Not to be outdone or muscled out of the spotlight, angry feminists—pardon the redundancy—are wailing and gnashing their wolverine teeth about “slutty” costumes that objectify and sexualize women, as if having vaginas and self-identifying as “women” didn’t “sexualize” them in the first place. A writer for the charmingly titled Bitch magazine mixes anti-racism and anti-sexism into one big nauseating Dairy Queen Blizzard in an imbecilic screed that seems to imply that dressing as a “sexy squaw” forces Injun men to rape their women at astronomical rates. There is also righteous howling about a costume called “Anna Rexia” that makes sport of eating disorders and one called “Anita Sedative” that dares to imply that some women might be a little bit crazy.

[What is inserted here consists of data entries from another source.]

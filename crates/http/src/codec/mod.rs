//! Wire codecs.
//!
//! [`RequestDecoder`] is a `tokio_util` [`Decoder`](tokio_util::codec::Decoder)
//! that yields the request head followed by body items; it is driven by a
//! `FramedRead` in the connection engine. [`HeaderEncoder`] serializes the
//! response head. Response bodies are written raw, never chunk-encoded.

mod body;
mod header;
mod request_decoder;

pub use body::{ChunkedDecoder, LengthDecoder, PayloadDecoder};
pub use header::{DEFAULT_SERVER, HeaderDecoder, HeaderEncoder, MAX_HEADER_BYTES, MAX_HEADERS};
pub use request_decoder::RequestDecoder;
use std::fmt;
use std::sync::Arc;

use rand::Rng;
use tracing::trace;

use crate::config::Hook;

use super::budget::jitter;

/// Runs a memory-reclaim action between requests, every `interval` completed requests.
///
/// The interval is redrawn from `[min, max]` after each run.
pub struct OobCollector {
    min: Option<u64>,
    max: u64,
    interval: u64,
    since_last: u64,
    action: Hook,
}

impl fmt::Debug for OobCollector {
    fn fmt(&self, f: &mut fmt::Formatter<'_>) -> fmt::Result {
        f.debug_struct("OobCollector")
            .field("min", &self.min)
            .field("max", &self.max)
            .field("interval", &self.interval)
            .field("since_last", &self.since_last)
            .finish_non_exhaustive()
    }
}

impl OobCollector {
    pub fn new<R>(min: Option<u64>, max: u64, action: Hook, rng: &mut R) -> Self
    where
        R: Rng + ?Sized,
    {
        let mut collector = Self { min, max, interval: 0, since_last: 0, action };
        collector.redraw(rng);
        collector
    }

    /// Returns the allocator's free pages to the OS where that is supported.
    pub fn default_action() -> Hook {
        Arc::new(trim_heap)
    }

    #[inline]
    pub fn interval(&self) -> u64 {
        self.interval
    }

    /// Counts one completed request; runs the action when the interval is reached.
    pub fn after_request<R>(&mut self, rng: &mut R) -> bool
    where
        R: Rng + ?Sized,
    {
        self.since_last += 1;
        if self.since_last < self.interval {
            return false;
        }

        trace!(after = self.since_last, "running out-of-band collection");
        (self.action)();
        self.since_last = 0;
        self.redraw(rng);
        true
    }

    fn redraw<R>(&mut self, rng: &mut R)
    where
        R: Rng + ?Sized,
    {
        self.interval = jitter(self.min, self.max, rng).max(1);
    }
}

#[cfg(all(target_os = "linux", target_env = "gnu"))]
fn trim_heap() {
    // SAFETY: malloc_trim has no preconditions and only releases free memory.
    unsafe {
        libc::malloc_trim(0);
    }
}

#[cfg(not(all(target_os = "linux", target_env = "gnu")))]
fn trim_heap() {}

The homos, bless their pink little candy Valentine hearts, haven’t been nearly so vocal as other grievance groups this Halloween, although there was a minor kerfluffle about a “Men’s Gay Costume Wig” that activists were able to shame the vendor into renaming a “Men’s 70’s Adult Star Costume Wig.”

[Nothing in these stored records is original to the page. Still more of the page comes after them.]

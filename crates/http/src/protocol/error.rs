use std::io;
use thiserror::Error;

/// Everything that can end a single connection.
///
/// None of these escape the connection engine as a process-level failure; the
/// worker logs them and goes back to `accept`.
#[derive(Debug, Error)]
pub enum HttpError {
    #[error("request error: {source}")]
    RequestError {
        #[from]
        source: ParseError,
    },

    #[error("response error: {source}")]
    ResponseError {
        #[from]
        source: SendError,
    },
}

impl HttpError {
    /// Returns true if the connection ended because a deadline elapsed.
    pub fn is_timeout(&self) -> bool {
        matches!(self, HttpError::RequestError { source: ParseError::Timeout } | HttpError::ResponseError { source: SendError::Timeout })
    }
}

#[derive(Error, Debug)]
pub enum ParseError {
    #[error("header size too large, current: {current_size} exceed the limit {max_size}")]
    TooLargeHeader { current_size: usize, max_size: usize },

    #[error("header number exceed the limit {max_num}")]
    TooManyHeaders { max_num: usize },

    #[error("invalid header: {reason}")]
    InvalidHeader { reason: String },

    #[error("invalid http version: {0:?}")]
    InvalidVersion(Option<u8>),

    #[error("invalid http method")]
    InvalidMethod,

    #[error("invalid http uri")]
    InvalidUri,

    #[error("invalid request path: {reason}")]
    InvalidPath { reason: String },

    #[error("invalid content-length header: {reason}")]
    InvalidContentLength { reason: String },

    #[error("invalid body: {reason}")]
    InvalidBody { reason: String },

    #[error("unsupported expectation: {value}")]
    ExpectationFailed { value: String },

    #[error("connection closed by peer before the request was complete")]
    ConnectionClosed,

    #[error("timed out reading request")]
    Timeout,

    #[error("io error: {source}")]
    Io {
        #[from]
        source: io::Error,
    },
}

impl ParseError {
    pub fn too_large_header(current_size: usize, max_size: usize) -> Self {
        Self::TooLargeHeader { current_size, max_size }
    }

    pub fn too_many_headers(max_num: usize) -> Self {
        Self::TooManyHeaders { max_num }
    }

    pub fn invalid_header<S: ToString>(str: S) -> Self {
        Self::InvalidHeader { reason: str.to_string() }
    }

    pub fn invalid_path<S: ToString>(str: S) -> Self {
        Self::InvalidPath { reason: str.to_string() }
    }

    pub fn invalid_body<S: ToString>(str: S) -> Self {
        Self::InvalidBody { reason: str.to_string() }
    }

    pub fn invalid_content_length<S: ToString>(str: S) -> Self {
        Self::InvalidContentLength { reason: str.to_string() }
    }

    pub fn expectation_failed<S: ToString>(str: S) -> Self {
        Self::ExpectationFailed { value: str.to_string() }
    }

    pub fn io<E: Into<io::Error>>(e: E) -> Self {
        Self::Io { source: e.into() }
    }
}

#[derive(Error, Debug)]
pub enum SendError {
    #[error("invalid response header: {reason}")]
    InvalidHeader { reason: String },

    #[error("timed out writing response")]
    Timeout,

    #[error("io error: {source}")]
    Io {
        #[from]
        source: io::Error,
    },
}

impl SendError {
    pub fn invalid_header<S: ToString>(str: S) -> Self {
        Self::InvalidHeader { reason: str.to_string() }
    }

    pub fn io<E: Into<io::Error>>(e: E) -> Self {
        Self::Io { source: e.into() }
    }
}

The keening outrage is all so predictable, I fear my head might explode from yawning so hard. Thankfully, it reached what is perhaps an insurmountable pinnacle in 2004, when a school district in Washington State banned Halloween celebrations because witch costumes might offend the religious sensibilities of Wiccans.

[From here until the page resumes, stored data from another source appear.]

#[cfg(test)]
mod tests {
    use super::*;
    use std::io;

    /// Scripted process control with a virtual clock.
    ///
    /// Each `next_event` call returns the next scripted event. Once the script
    /// runs dry it advances the clock by the requested timeout and returns
    /// nothing.
    #[derive(Debug)]
    struct FakeControl {
        base: Instant,
        elapsed: Duration,
        next_pid: Pid,
        script: VecDeque<Scripted>,
        spawned: Vec<(Pid, Duration)>,
        terminated: Vec<Pid>,
        fail_spawns: usize,
    }

    #[derive(Debug)]
    enum Scripted {
        Event(Event),
        /// Let this much virtual time pass with no event.
        Idle(Duration),
    }

    impl FakeControl {
        fn new(script: impl IntoIterator<Item = Scripted>) -> Self {
            Self {
                base: Instant::now(),
                elapsed: Duration::ZERO,
                next_pid: 100,
                script: script.into_iter().collect(),
                spawned: Vec::new(),
                terminated: Vec::new(),
                fail_spawns: 0,
            }
        }

        fn spawned_pids(&self) -> Vec<Pid> {
            self.spawned.iter().map(|(pid, _)| *pid).collect()
        }
    }

    impl ProcessControl for FakeControl {
        fn spawn(&mut self) -> Result<Pid, ServerError> {
            if self.fail_spawns > 0 {
                self.fail_spawns -= 1;
                return Err(ServerError::Fork(io::Error::from_raw_os_error(libc::EAGAIN)));
            }
            let pid = self.next_pid;
            self.next_pid += 1;
            self.spawned.push((pid, self.elapsed));
            Ok(pid)
        }

        fn terminate(&mut self, pid: Pid) -> io::Result<()> {
            self.terminated.push(pid);
            Ok(())
        }

        fn next_event(&mut self, timeout: Option<Duration>) -> Result<Option<Event>, ServerError> {
            match self.script.pop_front() {
                Some(Scripted::Event(event)) => Ok(Some(event)),
                Some(Scripted::Idle(span)) => {
                    self.elapsed += match timeout {
                        Some(timeout) => span.min(timeout),
                        None => span,
                    };
                    Ok(None)
                }
                None => {
                    self.elapsed += timeout.unwrap_or_default();
                    Ok(None)
                }
            }
        }

        fn now(&self) -> Instant {
            self.base + self.elapsed
        }
    }

    fn config(workers: usize) -> ServerConfig {
        ServerConfig { max_workers: workers, spawn_interval: Some(2.0), err_respawn_interval: Some(1.0), ..ServerConfig::default() }
    }

    fn exited(pid: Pid, code: i32) -> Scripted {
        Scripted::Event(Event::Exited { pid, status: ExitStatus::Code(code) })
    }

    fn signal(control: Control) -> Scripted {
        Scripted::Event(Event::Signal(control))
    }

    #[test]
    fn spawns_target_then_drains_on_terminate() {
        let script = [signal(Control::Terminate), exited(100, 0), exited(101, 0), exited(102, 0)];
        let mut supervisor = Supervisor::new(FakeControl::new(script), &config(3));

        supervisor.step().unwrap();
        assert_eq!(supervisor.state(), State::Draining);
        assert_eq!(supervisor.control().spawned_pids(), [100, 101, 102]);
        assert_eq!(supervisor.control().terminated, [100, 101, 102]);

        supervisor.run().unwrap();
        assert_eq!(supervisor.state(), State::Stopped);
        assert_eq!(supervisor.workers().count(), 0);
        assert_eq!(supervisor.control().spawned.len(), 3);
    }

    #[test]
    fn hangup_is_treated_as_terminate() {
        let script = [signal(Control::Reload), exited(100, 0)];
        let mut supervisor = Supervisor::new(FakeControl::new(script), &config(1));

        supervisor.run().unwrap();
        assert_eq!(supervisor.control().terminated, [100]);
        assert_eq!(supervisor.control().spawned.len(), 1);
    }

    #[test]
    fn retired_worker_is_replaced_immediately() {
        let script = [exited(100, 0), exited(101, 0)];
        let mut supervisor = Supervisor::new(FakeControl::new(script), &config(2));

        supervisor.step().unwrap();
        assert_eq!(supervisor.state(), State::Spawning);
        supervisor.step().unwrap();
        supervisor.step().unwrap();

        assert_eq!(supervisor.state(), State::Steady);
        let spawned = &supervisor.control().spawned;
        assert_eq!(spawned.iter().map(|(pid, _)| *pid).collect::<Vec<_>>(), [100, 101, 102, 103]);
        assert!(spawned.iter().all(|(_, at)| at.is_zero()));
    }

    #[test]
    fn rapid_crashes_pause_respawn() {
        let script = [exited(100, 1), exited(101, 1)];
        let mut supervisor = Supervisor::new(FakeControl::new(script), &config(1));

        // first crash: replaced at once
        supervisor.step().unwrap();
        supervisor.step().unwrap();
        assert_eq!(supervisor.control().spawned[1], (101, Duration::ZERO));

        // second crash within err_respawn_interval: replacement waits a full interval
        supervisor.step().unwrap();
        assert_eq!(supervisor.control().spawned.len(), 2);
        supervisor.step().unwrap();
        supervisor.step().unwrap();
        assert_eq!(supervisor.control().spawned[2], (102, Duration::from_secs(1)));
        assert_eq!(supervisor.state(), State::Steady);
    }

    #[test]
    fn crashes_far_apart_are_not_throttled() {
        let script = [exited(100, 1), Scripted::Idle(Duration::from_secs(5)), exited(101, 1)];
        let mut supervisor = Supervisor::new(FakeControl::new(script), &config(1));

        for _ in 0..4 {
            supervisor.step().unwrap();
        }
        let spawned = &supervisor.control().spawned;
        assert_eq!(spawned.len(), 3);
        assert_eq!(spawned[2], (102, Duration::from_secs(5)));
    }

    #[test]
    fn failed_spawn_is_retried_after_interval() {
        let mut control = FakeControl::new([]);
        control.fail_spawns = 1;
        let mut supervisor = Supervisor::new(control, &config(1));

        supervisor.step().unwrap();
        assert!(supervisor.control().spawned.is_empty());
        assert_eq!(supervisor.state(), State::Spawning);

        supervisor.step().unwrap();
        assert_eq!(supervisor.control().spawned, [(100, Duration::from_secs(1))]);
    }

    #[test]
    fn rolling_restart_replaces_one_worker_per_interval() {
        let script =
            [signal(Control::RollingRestart), exited(100, 0), Scripted::Idle(Duration::from_secs(2)), exited(101, 0)];
        let mut supervisor = Supervisor::new(FakeControl::new(script), &config(2));

        supervisor.step().unwrap();
        assert_eq!(supervisor.state(), State::Reloading);

        // stops 100, which exits right away
        supervisor.step().unwrap();
        assert_eq!(supervisor.control().terminated, [100]);
        assert_eq!(supervisor.control().spawned.len(), 2);

        // no replacement before spawn_interval has elapsed
        supervisor.step().unwrap();
        assert_eq!(supervisor.control().spawned.len(), 2);
        assert_eq!(supervisor.state(), State::Reloading);

        // at +2s: replacement for 100, then 101 is stopped
        supervisor.step().unwrap();
        assert_eq!(supervisor.control().spawned[2], (102, Duration::from_secs(2)));
        assert_eq!(supervisor.control().terminated, [100, 101]);

        // 101 exits, at +4s its replacement arrives and the restart completes
        supervisor.step().unwrap();
        supervisor.step().unwrap();
        supervisor.step().unwrap();
        assert_eq!(supervisor.control().spawned[3], (103, Duration::from_secs(4)));
        assert_eq!(supervisor.state(), State::Steady);
        assert_eq!(supervisor.workers().map(|w| w.pid).collect::<Vec<_>>(), [102, 103]);
    }

    #[test]
    fn terminate_during_rolling_restart_drains_everything() {
        let script = [signal(Control::RollingRestart), signal(Control::Terminate), exited(100, 0), exited(101, 0)];
        let mut supervisor = Supervisor::new(FakeControl::new(script), &config(2));

        supervisor.run().unwrap();
        assert_eq!(supervisor.control().terminated, [100, 101]);
        assert_eq!(supervisor.control().spawned.len(), 2);
    }

    #[test]
    fn repeated_terminate_while_draining_is_ignored() {
        let script = [signal(Control::Terminate), signal(Control::Terminate), exited(100, 0)];
        let mut supervisor = Supervisor::new(FakeControl::new(script), &config(1));

        supervisor.run().unwrap();
        assert_eq!(supervisor.control().terminated, [100]);
    }

    #[test]
    fn unknown_child_is_ignored() {
        let script = [exited(999, 1)];
        let mut supervisor = Supervisor::new(FakeControl::new(script), &config(1));

        supervisor.step().unwrap();
        supervisor.step().unwrap();
        assert_eq!(supervisor.control().spawned.len(), 1);
        assert_eq!(supervisor.state(), State::Steady);
    }
}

What’s next—the abolition of jack-o-lanterns for being insensitive to men named Jack?

Celtic blood courses through my veins, but you won’t hear me bitching, whining, and writhing in fabricated pain about these non-Celtic ingrates’ bastardized appropriation and arrogant redefinition of Samhain. Is it too much to expect reciprocal courtesy and tolerance?

Obviously.

Back in the 1940s my mother and aunt dressed in blackface for Halloween, but I can’t recall them ever doing anything that caused a black person to suffer.

In the late 1960s when I was a kid—back when neighbors knew one another’s names and you could go door-to-door for only two blocks and come back with two pillowcases stuffed to the brim with candy—I dressed as Aunt Jemima and a “hippie” character in consecutive years. As mom smudged burnt cork on my face for the Aunt Jemima costume, I don’t recall harboring any sadistic or murderous ill will toward black people—for me, the humor came from the incongruity of a six-year-old white boy dressing as what was, before Oprah, the world’s most famous black woman.

The next year, my hippie costume consisted of flared pants, a paisley shirt, round sunglasses, a curly wig, and a “beard” fashioned of freeze-dried coffee crystals sprinkled atop a layer of smeared Vaseline. I still remember the sting I felt when I asked my mother what she’d do if I came home from school one day actually dressed like a hippie.

“I wouldn’t let you in the door,” she said.

I don’t feel she would have been as harsh and unforgiving if Aunt Jemima had come a-knocking.